Admittedly, I've wasted a good amount of time trying to find the 
right language to start.  I eventually came across Ada.  I read all 
about it and bought into all the stuff that you've mentioned.  I 
even spent a couple of hundred dollars on books for Ada.  I 
eventually gave up on Ada as a first language.  The reason.... I 
couldn't find a compiler, especially for openbsd, especially one 
that was actively maintained.  The best I could come up with, was 
one that required a C compiler (GCC).  Most of the websites on Ada 
looked very outdated and not a lot of tutorials for a newbie like 
me.  Even the books I bought were outdated.  My theory for why 
people don't use Ada is because C came out first and it was a 
simple programming language, and freely available to college 
students.  Because of this, people started using it, making 
libraries for it, writing tutorials and books for it, and teaching 
classes for it in colleges around the world.  The simplicity, free 
compilers, C libraries, tutorials, books, and classes brought in 
more people creating a hurricane of mind share.  And the C language 
has been kept relevant as time passes by its users.  This hasn't 
been the case for Ada.  Ada came out roughly a decade after C and 
when it did, the compilers were proprietary and very expensive.  

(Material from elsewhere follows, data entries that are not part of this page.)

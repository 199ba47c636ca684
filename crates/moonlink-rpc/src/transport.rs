//! WebSocket transport for the controller connection.
//!
//! Establishing a connection is a two step handshake:
//!
//! ```text
//! GET http://host:port/access/oneshot_token   -> {"result": "<token>"}
//! GET ws://host:port/websocket?token=<token>  -> 101 Switching Protocols
//! ```
//!
//! Once upgraded, the socket is split into a sink (owned by a writer task fed
//! through a channel, see [`write_frames`]) and a source (owned by the session
//! read loop). Liveness is tracked by [`Heartbeat`].

use std::time::Duration;

use futures_util::stream::{SplitSink, SplitStream};
use futures_util::{SinkExt, StreamExt};
use serde::Deserialize;
use tokio::net::TcpStream;
use tokio::sync::mpsc;
use tokio_tungstenite::tungstenite::Message as WsMessage;
use tokio_tungstenite::{MaybeTlsStream, WebSocketStream, connect_async};
use tokio_util::sync::CancellationToken;
use tracing::{debug, warn};

use crate::endpoint::Endpoint;
use crate::error::{Error, Result};

pub type WsStream = WebSocketStream<MaybeTlsStream<TcpStream>>;
pub type WsSink = SplitSink<WsStream, WsMessage>;
pub type WsSource = SplitStream<WsStream>;

#[derive(Debug, Deserialize)]
struct TokenResponse {
    result: String,
}

/// Fetch a single-use access token from the controller.
///
/// # Errors
///
/// Returns `Error::Http` on transport failure and `Error::Token` on a non-200
/// status or a body without a string `result`.
pub async fn fetch_oneshot_token(http: &reqwest::Client, endpoint: &Endpoint) -> Result<String> {
    let response = http.get(endpoint.token_url()).send().await?;

    let status = response.status();
    if !status.is_success() {
        return Err(Error::Token(format!("status {status}")));
    }

    let body: TokenResponse = response
        .json()
        .await
        .map_err(|e| Error::Token(e.to_string()))?;
    Ok(body.result)
}

/// Run the token exchange and upgrade to a WebSocket.
///
/// # Errors
///
/// Propagates token fetch failures and `Error::WebSocket` when the upgrade
/// is refused.
pub async fn connect(http: &reqwest::Client, endpoint: &Endpoint) -> Result<(WsSink, WsSource)> {
    let token = fetch_oneshot_token(http, endpoint).await?;
    debug!("oneshot token: {}", token);

    let url = endpoint.websocket_url(&token);
    let (ws, _) = connect_async(url.as_str()).await?;
    Ok(ws.split())
}

/// Drain `frames` into `sink` until the channel closes or `abort` fires.
///
/// Every write races `abort`, so a peer that stopped reading cannot pin the
/// task. A failed write cancels `abort` to stop the read loop as well. When
/// the channel closes, a close frame is sent before returning.
pub async fn write_frames(
    mut sink: WsSink,
    mut frames: mpsc::UnboundedReceiver<WsMessage>,
    abort: CancellationToken,
) {
    loop {
        let frame = tokio::select! {
            biased;
            () = abort.cancelled() => return,
            frame = frames.recv() => frame,
        };
        let Some(frame) = frame else {
            break;
        };

        tokio::select! {
            biased;
            () = abort.cancelled() => return,
            result = sink.send(frame) => {
                if let Err(e) = result {
                    warn!("websocket write failed: {}", e);
                    abort.cancel();
                    return;
                }
            }
        }
    }

    tokio::select! {
        biased;
        () = abort.cancelled() => {}
        result = sink.close() => {
            if let Err(e) = result {
                debug!("close frame not sent: {}", e);
            }
        }
    }
}

/// What an inbound WebSocket frame means to the read loop
#[derive(Debug, PartialEq)]
pub enum Inbound {
    /// JSON text to classify
    Text(String),
    /// Control or binary frame; proves liveness, carries nothing
    Ignored,
    /// Peer closed the socket
    Closed,
}

impl From<WsMessage> for Inbound {
    fn from(msg: WsMessage) -> Self {
        match msg {
            WsMessage::Text(text) => Inbound::Text(text.as_str().to_owned()),
            WsMessage::Close(_) => Inbound::Closed,
            WsMessage::Binary(_) | WsMessage::Ping(_) | WsMessage::Pong(_) | WsMessage::Frame(_) => {
                Inbound::Ignored
            }
        }
    }
}

/// Action to take on a heartbeat tick
#[derive(Debug, Clone, Copy, PartialEq, Eq)]
pub enum HeartbeatAction {
    SendPing,
    Dead,
}

/// Ping/pong liveness tracking.
///
/// A ping goes out every interval. If nothing at all has been received from
/// the peer by the following tick, the connection is considered dead.
#[derive(Debug, Clone)]
pub struct Heartbeat {
    interval: Duration,
    awaiting: bool,
}

impl Heartbeat {
    #[must_use]
    pub fn new(interval: Duration) -> Self {
        Self {
            interval,
            awaiting: false,
        }
    }

    #[must_use]
    pub fn interval(&self) -> Duration {
        self.interval
    }

    /// Record that a frame arrived from the peer.
    pub fn on_inbound(&mut self) {
        self.awaiting = false;
    }

    pub fn tick(&mut self) -> HeartbeatAction {
        if self.awaiting {
            return HeartbeatAction::Dead;
        }
        self.awaiting = true;
        HeartbeatAction::SendPing
    }

    #[must_use]
    pub fn ping() -> WsMessage {
        WsMessage::Ping(Vec::new().into())
    }
}

#[cfg(test)]
mod tests {
    use super::*;

    #[test]
    fn test_inbound_text() {
        let inbound = Inbound::from(WsMessage::Text("{\"id\":1}".into()));
        assert_eq!(inbound, Inbound::Text("{\"id\":1}".to_string()));
    }

    #[test]
    fn test_inbound_close() {
        assert_eq!(Inbound::from(WsMessage::Close(None)), Inbound::Closed);
    }

    #[test]
    fn test_inbound_control_frames_are_ignored() {
        assert_eq!(
            Inbound::from(WsMessage::Pong(Vec::new().into())),
            Inbound::Ignored
        );
        assert_eq!(
            Inbound::from(WsMessage::Binary(vec![1, 2, 3].into())),
            Inbound::Ignored
        );
    }

    #[test]
    fn test_heartbeat_pings_then_detects_silence() {
        let mut hb = Heartbeat::new(Duration::from_secs(5));
        assert_eq!(hb.tick(), HeartbeatAction::SendPing);
        assert_eq!(hb.tick(), HeartbeatAction::Dead);
    }

    #[test]
    fn test_heartbeat_inbound_keeps_alive() {
        let mut hb = Heartbeat::new(Duration::from_secs(5));
        for _ in 0..10 {
            assert_eq!(hb.tick(), HeartbeatAction::SendPing);
            hb.on_inbound();
        }
    }

    #[test]
    fn test_heartbeat_ping_frame() {
        assert!(matches!(Heartbeat::ping(), WsMessage::Ping(_)));
    }
}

Only big aircraft companies could afford the compilers.  Thus it's 
growth in mind share was impotent from its beginning while C 
kept/keeps growing.  This is my own opinion based off what I read 
and googled.  Be sceptical about what I say as I'm no authority 
especially since I don't yet know how to program.

One more thing, NASA and the US government use all kinds of 
programming languages.  It's fragmented in languages despite the so 
called standardization on Ada.  I read one story where NASA had an 
expensive satellite in space that stopped functioning because of a 
software bug.  Luckily they programmed it in Lisp.  Lisp can be 
changed while it's still running.  So they found the Lisp bug and 
sent the change and the change was instantaneous once the satellite 
received it.  No compiling or rerunning the script/code necessary.  
Can you do that in Ada?

(Note  that question is a really deep question in light of all the 
advantages of Ada.)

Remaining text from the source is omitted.